## Your task:
A single stretch of the material below is to be transcribed exactly, starting at the line with "filename src/adapters/mod.rs" and ending after the line with "filename src/ports/mod.rs".

◇ ◇ ◇ ◇

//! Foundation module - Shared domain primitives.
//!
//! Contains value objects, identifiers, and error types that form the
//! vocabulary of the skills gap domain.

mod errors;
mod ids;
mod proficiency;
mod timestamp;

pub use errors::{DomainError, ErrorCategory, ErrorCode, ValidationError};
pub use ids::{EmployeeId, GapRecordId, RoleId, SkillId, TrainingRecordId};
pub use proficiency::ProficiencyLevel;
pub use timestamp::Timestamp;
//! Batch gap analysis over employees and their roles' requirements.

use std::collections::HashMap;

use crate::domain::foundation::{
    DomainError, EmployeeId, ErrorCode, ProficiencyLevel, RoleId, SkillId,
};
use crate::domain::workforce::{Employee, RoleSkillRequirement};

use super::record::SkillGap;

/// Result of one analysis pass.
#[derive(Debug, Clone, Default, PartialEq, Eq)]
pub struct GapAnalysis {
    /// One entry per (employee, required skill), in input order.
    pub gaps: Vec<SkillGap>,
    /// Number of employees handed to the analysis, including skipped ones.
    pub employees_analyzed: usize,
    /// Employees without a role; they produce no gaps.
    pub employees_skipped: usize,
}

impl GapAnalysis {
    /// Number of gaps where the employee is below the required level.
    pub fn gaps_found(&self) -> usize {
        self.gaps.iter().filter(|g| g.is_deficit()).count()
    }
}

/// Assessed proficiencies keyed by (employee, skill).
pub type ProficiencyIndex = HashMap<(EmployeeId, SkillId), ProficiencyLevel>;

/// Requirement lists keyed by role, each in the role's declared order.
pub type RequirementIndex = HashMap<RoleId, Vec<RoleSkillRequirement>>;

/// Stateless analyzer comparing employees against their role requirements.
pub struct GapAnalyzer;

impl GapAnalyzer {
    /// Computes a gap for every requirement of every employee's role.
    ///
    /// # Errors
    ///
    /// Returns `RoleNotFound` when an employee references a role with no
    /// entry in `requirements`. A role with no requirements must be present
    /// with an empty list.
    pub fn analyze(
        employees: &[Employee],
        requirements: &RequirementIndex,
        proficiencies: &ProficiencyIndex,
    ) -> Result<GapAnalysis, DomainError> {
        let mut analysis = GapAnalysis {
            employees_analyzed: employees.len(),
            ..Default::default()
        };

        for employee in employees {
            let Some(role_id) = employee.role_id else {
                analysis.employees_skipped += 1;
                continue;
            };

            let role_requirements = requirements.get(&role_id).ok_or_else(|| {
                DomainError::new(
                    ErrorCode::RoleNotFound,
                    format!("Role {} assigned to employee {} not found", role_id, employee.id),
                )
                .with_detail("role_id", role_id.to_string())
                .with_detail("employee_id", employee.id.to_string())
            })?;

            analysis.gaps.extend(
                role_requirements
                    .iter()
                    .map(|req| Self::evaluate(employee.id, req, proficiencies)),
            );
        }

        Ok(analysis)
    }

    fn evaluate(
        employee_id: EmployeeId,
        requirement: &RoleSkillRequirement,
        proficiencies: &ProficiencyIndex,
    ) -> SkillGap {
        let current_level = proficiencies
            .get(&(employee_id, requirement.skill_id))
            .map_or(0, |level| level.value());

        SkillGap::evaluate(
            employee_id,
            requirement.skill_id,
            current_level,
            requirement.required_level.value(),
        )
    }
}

◇ ◇ ◇ ◇

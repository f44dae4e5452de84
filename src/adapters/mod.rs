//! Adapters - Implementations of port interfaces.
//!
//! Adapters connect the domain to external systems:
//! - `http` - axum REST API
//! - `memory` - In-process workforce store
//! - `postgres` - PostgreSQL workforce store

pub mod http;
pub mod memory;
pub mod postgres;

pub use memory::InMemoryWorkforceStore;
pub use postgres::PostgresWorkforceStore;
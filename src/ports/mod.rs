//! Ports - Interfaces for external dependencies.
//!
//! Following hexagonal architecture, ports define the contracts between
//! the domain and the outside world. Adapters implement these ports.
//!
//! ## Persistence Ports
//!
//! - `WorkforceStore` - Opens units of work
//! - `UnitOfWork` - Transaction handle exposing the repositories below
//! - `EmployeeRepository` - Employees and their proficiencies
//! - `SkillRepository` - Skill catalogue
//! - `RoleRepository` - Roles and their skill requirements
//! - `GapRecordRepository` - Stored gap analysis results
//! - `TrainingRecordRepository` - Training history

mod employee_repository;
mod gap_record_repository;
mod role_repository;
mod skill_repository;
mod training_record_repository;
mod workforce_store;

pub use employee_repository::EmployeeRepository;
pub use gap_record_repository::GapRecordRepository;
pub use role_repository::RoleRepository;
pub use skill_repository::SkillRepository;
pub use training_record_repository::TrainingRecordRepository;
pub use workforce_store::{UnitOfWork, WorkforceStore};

◇ ◇ ◇ ◇

## Task solution:
filename src/adapters/mod.rs
//! Adapters - Implementations of port interfaces.
//!
//! Adapters connect the domain to external systems:
//! - `http` - axum REST API
//! - `memory` - In-process workforce store
//! - `postgres` - PostgreSQL workforce store

pub mod http;
pub mod memory;
pub mod postgres;

pub use memory::InMemoryWorkforceStore;
pub use postgres::PostgresWorkforceStore;
filename src/ports/mod.rs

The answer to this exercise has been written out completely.